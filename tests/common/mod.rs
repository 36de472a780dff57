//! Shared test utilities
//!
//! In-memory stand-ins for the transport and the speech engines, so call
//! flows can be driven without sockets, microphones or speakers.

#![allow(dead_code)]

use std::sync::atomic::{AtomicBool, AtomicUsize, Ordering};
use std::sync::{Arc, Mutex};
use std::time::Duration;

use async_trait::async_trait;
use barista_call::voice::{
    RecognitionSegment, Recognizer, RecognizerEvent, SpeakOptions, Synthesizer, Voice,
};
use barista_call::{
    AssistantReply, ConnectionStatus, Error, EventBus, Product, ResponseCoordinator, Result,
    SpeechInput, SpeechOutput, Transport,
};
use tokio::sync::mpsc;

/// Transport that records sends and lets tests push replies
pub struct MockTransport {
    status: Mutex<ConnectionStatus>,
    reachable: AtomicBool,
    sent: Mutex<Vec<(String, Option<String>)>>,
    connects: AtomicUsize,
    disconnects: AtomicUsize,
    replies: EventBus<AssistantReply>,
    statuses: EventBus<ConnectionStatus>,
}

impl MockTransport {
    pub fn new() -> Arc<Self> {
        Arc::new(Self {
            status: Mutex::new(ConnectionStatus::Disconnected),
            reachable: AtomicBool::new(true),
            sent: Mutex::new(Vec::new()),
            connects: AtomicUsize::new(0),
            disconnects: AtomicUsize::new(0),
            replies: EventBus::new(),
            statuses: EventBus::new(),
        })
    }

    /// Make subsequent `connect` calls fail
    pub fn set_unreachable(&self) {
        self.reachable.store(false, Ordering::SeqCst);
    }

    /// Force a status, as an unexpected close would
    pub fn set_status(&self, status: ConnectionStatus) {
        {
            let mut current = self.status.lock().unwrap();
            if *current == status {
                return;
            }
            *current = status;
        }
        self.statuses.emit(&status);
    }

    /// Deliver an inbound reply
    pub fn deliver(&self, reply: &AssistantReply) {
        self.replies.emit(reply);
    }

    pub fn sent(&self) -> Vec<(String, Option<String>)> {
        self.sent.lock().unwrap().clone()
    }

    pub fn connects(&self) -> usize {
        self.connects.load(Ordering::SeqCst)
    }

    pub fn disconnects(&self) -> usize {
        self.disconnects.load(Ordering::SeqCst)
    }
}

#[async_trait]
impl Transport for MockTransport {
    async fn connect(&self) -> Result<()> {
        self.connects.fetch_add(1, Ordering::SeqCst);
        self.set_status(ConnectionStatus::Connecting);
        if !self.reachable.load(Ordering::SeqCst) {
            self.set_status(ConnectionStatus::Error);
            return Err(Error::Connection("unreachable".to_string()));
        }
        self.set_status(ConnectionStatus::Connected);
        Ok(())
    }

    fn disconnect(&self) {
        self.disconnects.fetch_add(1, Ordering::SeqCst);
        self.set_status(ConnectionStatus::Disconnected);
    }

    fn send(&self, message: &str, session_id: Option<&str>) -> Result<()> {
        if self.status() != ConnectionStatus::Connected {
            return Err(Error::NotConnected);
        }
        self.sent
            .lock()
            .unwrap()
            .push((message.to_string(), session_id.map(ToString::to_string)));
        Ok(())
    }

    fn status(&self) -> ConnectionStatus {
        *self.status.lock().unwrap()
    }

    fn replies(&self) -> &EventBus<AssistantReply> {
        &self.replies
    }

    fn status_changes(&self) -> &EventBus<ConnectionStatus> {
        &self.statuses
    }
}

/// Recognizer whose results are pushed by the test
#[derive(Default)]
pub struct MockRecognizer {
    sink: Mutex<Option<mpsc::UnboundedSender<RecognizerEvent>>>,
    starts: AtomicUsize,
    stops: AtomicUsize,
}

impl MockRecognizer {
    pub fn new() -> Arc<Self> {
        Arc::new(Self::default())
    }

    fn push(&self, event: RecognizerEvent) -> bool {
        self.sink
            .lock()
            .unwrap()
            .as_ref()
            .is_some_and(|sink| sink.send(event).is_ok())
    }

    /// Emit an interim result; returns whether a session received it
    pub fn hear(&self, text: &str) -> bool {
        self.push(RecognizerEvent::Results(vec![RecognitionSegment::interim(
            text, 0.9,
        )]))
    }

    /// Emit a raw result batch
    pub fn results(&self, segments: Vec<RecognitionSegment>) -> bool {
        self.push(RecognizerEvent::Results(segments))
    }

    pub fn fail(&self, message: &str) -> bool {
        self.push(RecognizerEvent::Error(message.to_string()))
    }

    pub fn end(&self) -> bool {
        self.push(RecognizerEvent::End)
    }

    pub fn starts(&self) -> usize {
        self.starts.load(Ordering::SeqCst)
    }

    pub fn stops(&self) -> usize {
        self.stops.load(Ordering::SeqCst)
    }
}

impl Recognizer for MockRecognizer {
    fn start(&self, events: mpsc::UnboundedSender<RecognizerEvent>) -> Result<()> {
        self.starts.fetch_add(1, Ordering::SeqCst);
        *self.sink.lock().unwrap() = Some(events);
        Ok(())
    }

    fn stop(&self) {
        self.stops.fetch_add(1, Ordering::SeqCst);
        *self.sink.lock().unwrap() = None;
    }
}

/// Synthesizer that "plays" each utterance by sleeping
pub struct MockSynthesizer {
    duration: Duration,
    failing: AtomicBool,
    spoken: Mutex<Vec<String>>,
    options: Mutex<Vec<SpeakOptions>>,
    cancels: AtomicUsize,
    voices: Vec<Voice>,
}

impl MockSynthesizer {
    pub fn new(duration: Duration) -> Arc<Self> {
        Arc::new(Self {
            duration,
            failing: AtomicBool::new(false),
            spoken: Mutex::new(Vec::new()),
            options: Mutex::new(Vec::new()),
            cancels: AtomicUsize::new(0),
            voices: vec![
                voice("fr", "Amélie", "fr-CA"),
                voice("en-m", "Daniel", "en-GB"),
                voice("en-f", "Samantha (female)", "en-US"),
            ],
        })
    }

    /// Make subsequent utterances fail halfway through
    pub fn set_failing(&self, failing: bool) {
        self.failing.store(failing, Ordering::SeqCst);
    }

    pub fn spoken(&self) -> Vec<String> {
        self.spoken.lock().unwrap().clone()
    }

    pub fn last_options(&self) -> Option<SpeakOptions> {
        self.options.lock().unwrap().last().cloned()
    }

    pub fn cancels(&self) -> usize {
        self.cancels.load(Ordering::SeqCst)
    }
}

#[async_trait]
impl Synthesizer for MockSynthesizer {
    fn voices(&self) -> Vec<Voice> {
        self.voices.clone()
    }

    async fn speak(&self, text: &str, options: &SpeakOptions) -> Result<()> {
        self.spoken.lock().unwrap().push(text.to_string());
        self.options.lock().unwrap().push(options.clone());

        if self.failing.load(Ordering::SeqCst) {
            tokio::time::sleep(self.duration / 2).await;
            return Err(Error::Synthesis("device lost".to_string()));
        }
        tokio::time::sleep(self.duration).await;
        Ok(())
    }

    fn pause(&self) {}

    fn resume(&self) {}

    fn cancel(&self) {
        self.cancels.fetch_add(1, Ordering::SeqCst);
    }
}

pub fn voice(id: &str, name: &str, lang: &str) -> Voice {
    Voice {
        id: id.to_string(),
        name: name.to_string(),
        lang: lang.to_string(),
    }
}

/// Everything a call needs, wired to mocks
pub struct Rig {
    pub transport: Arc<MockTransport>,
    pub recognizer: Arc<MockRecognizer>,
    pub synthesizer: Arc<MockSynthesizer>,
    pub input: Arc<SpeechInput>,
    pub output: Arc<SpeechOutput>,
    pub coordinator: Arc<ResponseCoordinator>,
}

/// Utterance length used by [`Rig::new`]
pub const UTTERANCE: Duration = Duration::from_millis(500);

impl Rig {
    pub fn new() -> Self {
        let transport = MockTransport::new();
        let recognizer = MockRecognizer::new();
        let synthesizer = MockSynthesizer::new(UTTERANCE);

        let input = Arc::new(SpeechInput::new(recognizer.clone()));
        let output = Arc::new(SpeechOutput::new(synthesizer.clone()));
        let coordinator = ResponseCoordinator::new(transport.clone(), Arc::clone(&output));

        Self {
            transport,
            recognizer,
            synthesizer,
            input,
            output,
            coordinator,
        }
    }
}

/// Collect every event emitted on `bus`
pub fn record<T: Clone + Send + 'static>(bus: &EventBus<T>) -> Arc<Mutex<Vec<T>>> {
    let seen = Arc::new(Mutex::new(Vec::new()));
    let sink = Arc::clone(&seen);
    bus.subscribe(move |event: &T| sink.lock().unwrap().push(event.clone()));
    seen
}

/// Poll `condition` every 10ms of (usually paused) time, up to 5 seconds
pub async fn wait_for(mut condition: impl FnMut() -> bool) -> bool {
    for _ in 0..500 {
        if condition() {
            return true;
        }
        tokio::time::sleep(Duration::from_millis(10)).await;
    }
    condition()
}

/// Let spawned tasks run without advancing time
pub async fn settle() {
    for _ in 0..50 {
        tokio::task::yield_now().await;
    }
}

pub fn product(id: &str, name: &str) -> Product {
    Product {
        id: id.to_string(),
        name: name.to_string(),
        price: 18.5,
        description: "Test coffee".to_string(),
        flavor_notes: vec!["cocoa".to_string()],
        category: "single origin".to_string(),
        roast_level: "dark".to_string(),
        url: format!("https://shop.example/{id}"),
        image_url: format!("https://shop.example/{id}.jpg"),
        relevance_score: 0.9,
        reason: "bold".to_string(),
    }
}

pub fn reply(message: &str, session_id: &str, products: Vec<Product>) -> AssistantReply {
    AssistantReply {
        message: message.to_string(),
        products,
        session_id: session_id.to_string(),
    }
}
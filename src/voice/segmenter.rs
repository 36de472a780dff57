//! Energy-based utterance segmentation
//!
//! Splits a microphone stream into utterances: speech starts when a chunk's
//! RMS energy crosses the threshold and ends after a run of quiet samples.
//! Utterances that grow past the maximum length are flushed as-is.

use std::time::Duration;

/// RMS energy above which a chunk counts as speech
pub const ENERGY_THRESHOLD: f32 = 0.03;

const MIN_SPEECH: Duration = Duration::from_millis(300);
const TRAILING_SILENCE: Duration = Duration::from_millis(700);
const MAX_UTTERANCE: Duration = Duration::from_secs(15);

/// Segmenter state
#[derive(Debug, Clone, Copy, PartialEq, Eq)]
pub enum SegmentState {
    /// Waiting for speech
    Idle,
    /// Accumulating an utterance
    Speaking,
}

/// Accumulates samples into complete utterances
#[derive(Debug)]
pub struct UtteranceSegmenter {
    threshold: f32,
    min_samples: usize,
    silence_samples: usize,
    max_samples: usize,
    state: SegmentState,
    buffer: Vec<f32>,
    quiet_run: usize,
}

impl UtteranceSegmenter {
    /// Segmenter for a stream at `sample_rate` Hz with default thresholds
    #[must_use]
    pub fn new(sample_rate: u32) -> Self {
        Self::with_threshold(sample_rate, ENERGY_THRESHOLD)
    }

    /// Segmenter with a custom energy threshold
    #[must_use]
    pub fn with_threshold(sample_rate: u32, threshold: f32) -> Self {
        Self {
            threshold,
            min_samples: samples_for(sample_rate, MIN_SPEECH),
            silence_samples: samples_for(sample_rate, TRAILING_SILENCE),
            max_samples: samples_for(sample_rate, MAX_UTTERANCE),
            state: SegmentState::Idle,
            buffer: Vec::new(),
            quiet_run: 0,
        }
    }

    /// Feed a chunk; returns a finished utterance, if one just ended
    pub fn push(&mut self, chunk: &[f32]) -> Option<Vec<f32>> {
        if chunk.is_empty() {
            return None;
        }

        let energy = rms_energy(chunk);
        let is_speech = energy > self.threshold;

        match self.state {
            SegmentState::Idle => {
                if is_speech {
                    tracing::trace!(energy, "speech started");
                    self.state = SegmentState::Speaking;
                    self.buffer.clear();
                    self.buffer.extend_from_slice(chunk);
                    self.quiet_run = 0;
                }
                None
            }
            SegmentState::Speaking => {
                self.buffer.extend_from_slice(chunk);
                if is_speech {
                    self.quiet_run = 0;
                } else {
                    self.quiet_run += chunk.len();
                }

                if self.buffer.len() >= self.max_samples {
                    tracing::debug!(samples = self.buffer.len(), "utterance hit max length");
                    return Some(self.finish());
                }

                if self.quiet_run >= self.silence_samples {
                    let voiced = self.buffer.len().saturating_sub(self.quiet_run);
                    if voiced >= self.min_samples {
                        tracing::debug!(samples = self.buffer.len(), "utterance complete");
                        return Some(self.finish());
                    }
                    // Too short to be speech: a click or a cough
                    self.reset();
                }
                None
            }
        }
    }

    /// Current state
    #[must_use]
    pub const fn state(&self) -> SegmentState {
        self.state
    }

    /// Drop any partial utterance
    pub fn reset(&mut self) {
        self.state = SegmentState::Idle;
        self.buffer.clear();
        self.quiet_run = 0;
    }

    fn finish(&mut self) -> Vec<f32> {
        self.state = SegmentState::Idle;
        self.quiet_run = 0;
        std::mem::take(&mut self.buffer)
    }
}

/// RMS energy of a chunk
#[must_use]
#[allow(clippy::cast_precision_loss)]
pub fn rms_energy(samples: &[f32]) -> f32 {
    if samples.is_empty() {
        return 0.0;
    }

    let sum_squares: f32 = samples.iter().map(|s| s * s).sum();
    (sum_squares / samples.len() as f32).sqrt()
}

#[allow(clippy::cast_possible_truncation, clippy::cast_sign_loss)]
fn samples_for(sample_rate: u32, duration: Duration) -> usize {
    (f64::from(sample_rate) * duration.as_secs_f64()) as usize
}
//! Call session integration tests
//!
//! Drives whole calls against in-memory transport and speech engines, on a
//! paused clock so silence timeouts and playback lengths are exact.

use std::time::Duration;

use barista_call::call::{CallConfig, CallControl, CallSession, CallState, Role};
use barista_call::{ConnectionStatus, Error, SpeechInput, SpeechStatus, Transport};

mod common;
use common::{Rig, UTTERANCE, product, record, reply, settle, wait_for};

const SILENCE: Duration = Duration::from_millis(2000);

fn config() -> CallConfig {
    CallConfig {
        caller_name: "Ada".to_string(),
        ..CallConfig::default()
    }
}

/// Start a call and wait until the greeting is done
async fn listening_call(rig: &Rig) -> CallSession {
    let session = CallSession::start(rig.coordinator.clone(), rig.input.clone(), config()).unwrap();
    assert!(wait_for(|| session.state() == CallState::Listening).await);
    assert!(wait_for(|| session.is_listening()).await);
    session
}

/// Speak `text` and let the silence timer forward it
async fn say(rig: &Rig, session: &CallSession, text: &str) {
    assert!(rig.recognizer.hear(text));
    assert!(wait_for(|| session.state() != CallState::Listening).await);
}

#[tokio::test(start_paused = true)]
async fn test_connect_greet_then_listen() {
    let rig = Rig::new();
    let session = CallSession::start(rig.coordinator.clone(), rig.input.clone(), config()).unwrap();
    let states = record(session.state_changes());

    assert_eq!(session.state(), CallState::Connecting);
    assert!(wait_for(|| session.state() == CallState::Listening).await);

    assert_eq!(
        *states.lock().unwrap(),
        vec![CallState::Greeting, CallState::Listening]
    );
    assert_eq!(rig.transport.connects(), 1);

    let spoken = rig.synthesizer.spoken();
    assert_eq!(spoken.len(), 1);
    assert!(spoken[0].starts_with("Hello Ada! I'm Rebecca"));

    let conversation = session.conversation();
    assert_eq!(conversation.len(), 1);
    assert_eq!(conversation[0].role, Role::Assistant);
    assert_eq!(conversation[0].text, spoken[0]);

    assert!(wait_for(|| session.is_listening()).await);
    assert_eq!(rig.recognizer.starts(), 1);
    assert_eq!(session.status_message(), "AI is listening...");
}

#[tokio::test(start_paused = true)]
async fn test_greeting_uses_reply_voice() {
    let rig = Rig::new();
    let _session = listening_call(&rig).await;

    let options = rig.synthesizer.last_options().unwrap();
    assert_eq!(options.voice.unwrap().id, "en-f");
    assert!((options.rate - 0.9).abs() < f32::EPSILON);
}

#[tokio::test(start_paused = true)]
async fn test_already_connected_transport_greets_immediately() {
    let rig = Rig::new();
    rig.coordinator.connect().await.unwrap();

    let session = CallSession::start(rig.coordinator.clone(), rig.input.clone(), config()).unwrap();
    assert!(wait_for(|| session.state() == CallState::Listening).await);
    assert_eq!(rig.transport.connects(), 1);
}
▬▬▬▬▬▬▬▬▬▬
= Your goal =
For each line in the entries that holds "states", return that line.

= Output for this task =
    let states = record(session.state_changes());
        *states.lock().unwrap(),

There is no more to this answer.